DataSheet_1_Hypothyroidism has a protective causal association with hepatocellular carcinoma: A two-sample Mendelian randomization study.pdf

ObjectiveObservational studies suggest an association between hypothyroidism and the risk of hepatocellular carcinoma (HCC), but the causality and direction of these effects are still inconclusive. We aim to test whether hypothyroidism is causally associated with the risk of HCC by using Mendelian randomization (MR) analysis.MethodsSingle-nucleotide polymorphisms (SNPs) associated with hypothyroidism were screened via a genome-wide association study (GWAS) on 337,159 individuals of European descent (16,376 cases and 320,783 controls). The SNPs associated with thyroid-stimulating hormone (TSH) and free thyroxine (FT4) were selected from a GWAS of 72,167 individuals of European descent. Summary-level data for HCC (168 cases and 372,016 controls) were extracted from UK Biobank. An inverse-variance-weighted (IVW) method was used as the primary MR analysis. Sensitivity analyses were examined via MR-Egger regression, heterogeneity test, pleiotropy test, and leave-one-out sensitivity test. The assumption that exposure causes outcome was verified using the MR Steiger test.ResultsTwo-Sample MR analysis showed inverse associations between genetically predicted hypothyroidism and HCC risk (OR = 0.997, 95% CI, 0.995-0.999; P = 0.016). There were no statistical indications of heterogeneity among instruments (P-het = 0.667). Across five MR methods, genetically predicted hypothyroidism shows a consistent correlation with HCC. The leave-one-out analysis indicated that no single SNP changed the overall estimate (P = 0.016). In addition, the MR Steiger test revealed that hypothyroidism was causal for HCC and not the opposite (P = 0.000). Finally, there was no evidence for a direct causal effect of TSH level and FT4 level on HCC risk.ConclusionOur results provide some that genetically determined hypothyroidism decreases the risk of HCC, although the size of the causal estimate is small. Further research is required to comprehend the mechanisms underlying this putative causative association, and follow-up clinical trials need to be conducted to establish whether inducing hypothyroidism could be beneficial for patients who are suffering from HCC. During future treatment of hypothyroidism, close attention to liver function may also be required to prevent a possible increased risk of HCC.
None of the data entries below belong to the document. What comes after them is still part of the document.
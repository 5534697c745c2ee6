//! Transaction graph model, force layout, and the scene drawn from it.

pub mod adapter;
pub mod drag;
pub mod error;
mod quadtree;
pub mod scene;
pub mod session;
pub mod simulation;
pub mod types;

use egui::{Pos2, Vec2};

pub use session::Viewer;
pub use simulation::SimulationConfig;

/// Logical size of the drawing surface
pub const CANVAS_SIZE: Vec2 = Vec2::new(800.0, 600.0);

/// Default layout center (middle of the canvas)
pub const CANVAS_CENTER: Pos2 = Pos2::new(400.0, 300.0);

/// Area new nodes are scattered over before the first tick
pub const SPAWN_SIZE: Vec2 = Vec2::new(600.0, 400.0);
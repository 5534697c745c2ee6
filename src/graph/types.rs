//! Graph data types matching the classification API response, and the
//! runtime node/edge representation owned by the simulation.

use egui::{Pos2, Vec2};
use serde::Deserialize;

/// A node as returned by the classifier
#[derive(Debug, Clone, PartialEq, Deserialize)]
pub struct ApiNode {
    pub id: String,
    pub label: String,
}

/// A transaction edge as returned by the classifier
#[derive(Debug, Clone, PartialEq, Deserialize)]
pub struct ApiEdge {
    pub source: String,
    pub target: String,
    pub value: f64,
    /// Shown verbatim, never parsed
    pub timestamp: String,
}

/// The `graph` object of a classification response
#[derive(Debug, Clone, Default, PartialEq, Deserialize)]
pub struct GraphPayload {
    #[serde(default)]
    pub nodes: Vec<ApiNode>,
    #[serde(default)]
    pub edges: Vec<ApiEdge>,
}

/// Complete response of a successful classify request
#[derive(Debug, Clone, PartialEq, Deserialize)]
pub struct ClassificationResult {
    pub fraud_probability: f64,
    pub graph: GraphPayload,
}

impl ClassificationResult {
    /// Percentage label for the probability, e.g. "83.00%"
    pub fn probability_label(&self) -> String {
        format_probability(self.fraud_probability)
    }
}

/// Format a probability in [0, 1] as a percentage with two decimals.
pub fn format_probability(probability: f64) -> String {
    format!("{:.2}%", probability * 100.0)
}

/// A node in the live simulation
#[derive(Debug, Clone, PartialEq)]
pub struct Node {
    pub id: String,
    pub label: String,
    pub pos: Pos2,
    pub vel: Vec2,
    /// Fixed position while the node is being dragged
    pub pin: Option<Pos2>,
}

impl Node {
    pub fn new(id: String, label: String, pos: Pos2) -> Self {
        Self {
            id,
            label,
            pos,
            vel: Vec2::ZERO,
            pin: None,
        }
    }
}

/// An edge with its endpoints resolved to node indices
#[derive(Debug, Clone, PartialEq)]
pub struct Edge {
    pub source: usize,
    pub target: usize,
    pub value: f64,
    pub timestamp: String,
}

impl Edge {
    /// Text drawn at the edge midpoint
    pub fn label(&self) -> String {
        format!("Value: {}, Timestamp: {}", js_number(self.value), self.timestamp)
    }
}

/// Format a number the way a browser prints it: plain decimal between 1e-6
/// and 1e21, exponent notation with an explicit sign outside that range.
fn js_number(value: f64) -> String {
    if value.is_nan() {
        return "NaN".to_string();
    }
    if value.is_infinite() {
        return if value > 0.0 { "Infinity" } else { "-Infinity" }.to_string();
    }
    if value == 0.0 {
        return "0".to_string();
    }

    let magnitude = value.abs();
    if (1e-6..1e21).contains(&magnitude) {
        return value.to_string();
    }

    let exp = format!("{value:e}");
    match exp.split_once('e') {
        Some((mantissa, power)) if !power.starts_with('-') => format!("{mantissa}e+{power}"),
        _ => exp,
    }
}

/// Id-unique node set plus ordered edges. Every edge endpoint is a valid
/// index into `nodes`; only the adapter constructs graphs.
#[derive(Debug, Clone, Default)]
pub struct Graph {
    nodes: Vec<Node>,
    edges: Vec<Edge>,
}

impl Graph {
    pub(super) fn from_parts(nodes: Vec<Node>, edges: Vec<Edge>) -> Self {
        Self { nodes, edges }
    }

    pub fn nodes(&self) -> &[Node] {
        &self.nodes
    }

    pub(super) fn nodes_mut(&mut self) -> &mut [Node] {
        &mut self.nodes
    }

    pub fn edges(&self) -> &[Edge] {
        &self.edges
    }

    pub fn len(&self) -> usize {
        self.nodes.len()
    }

    pub fn is_empty(&self) -> bool {
        self.nodes.is_empty()
    }

    /// Current positions of an edge's source and target
    pub fn endpoints(&self, edge: &Edge) -> (Pos2, Pos2) {
        (self.nodes[edge.source].pos, self.nodes[edge.target].pos)
    }
}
观察性研究表明，甲状腺功能减退症与肝细胞癌（HCC）的风险之间存在关联，但因果关系的方向尚无定论。本研究旨在通过孟德尔随机化（MR）分析，检验甲状腺功能减退症是否与HCC风险存在因果关系。方法：通过针对337,159名欧洲血统个体（其中16,376例病例和320,783名对照）的全基因组关联研究（GWAS）筛选出与甲状腺功能减退症相关的单核苷酸多态性（SNPs）。从针对72,167名欧洲血统个体的GWAS中选取了与促甲状腺激素（TSH）和游离甲状腺素（FT4）相关的SNPs。从英国生物样本库中提取了肝细胞癌（HCC）的汇总水平数据（168例病例和372,016名对照）。主要采用逆方差加权（IVW）方法进行MR分析。通过MR-Egger回归、异质性检验、多效性检验和留一法敏感性检验进行了敏感性分析。使用MR Steiger检验验证了暴露导致结果的假设。结果：双样本MR分析显示，遗传预测的甲状腺功能减退症与HCC风险呈负相关（OR = 0.997，95% CI，0.995-0.999；P = 0.016）。工具变量之间不存在统计学上的异质性（P-het = 0.667）。在五种MR方法中，遗传预测的甲状腺功能减退症与HCC均表现出一致的关联。留一法分析表明，没有单个SNPs改变总体估计值（P = 0.016）。此外，MR Steiger检验揭示，甲状腺功能减退症是HCC的因果因素，而非反之（P = 0.000）。最后，没有证据表明TSH水平和FT4水平对HCC风险有直接的因果效应。结论：我们的结果表明，由遗传决定的甲状腺功能减退症降低了HCC的风险，尽管因果估计值的大小较小。需要进一步研究以理解这种潜在的因果关联背后的机制，并需开展后续的临床试验以确定诱导甲状腺功能减退症是否对患有HCC的患者有益。在未来治疗甲状腺功能减退症的过程中，密切注意肝功能也是必要的，以防止可能增加的HCC风险。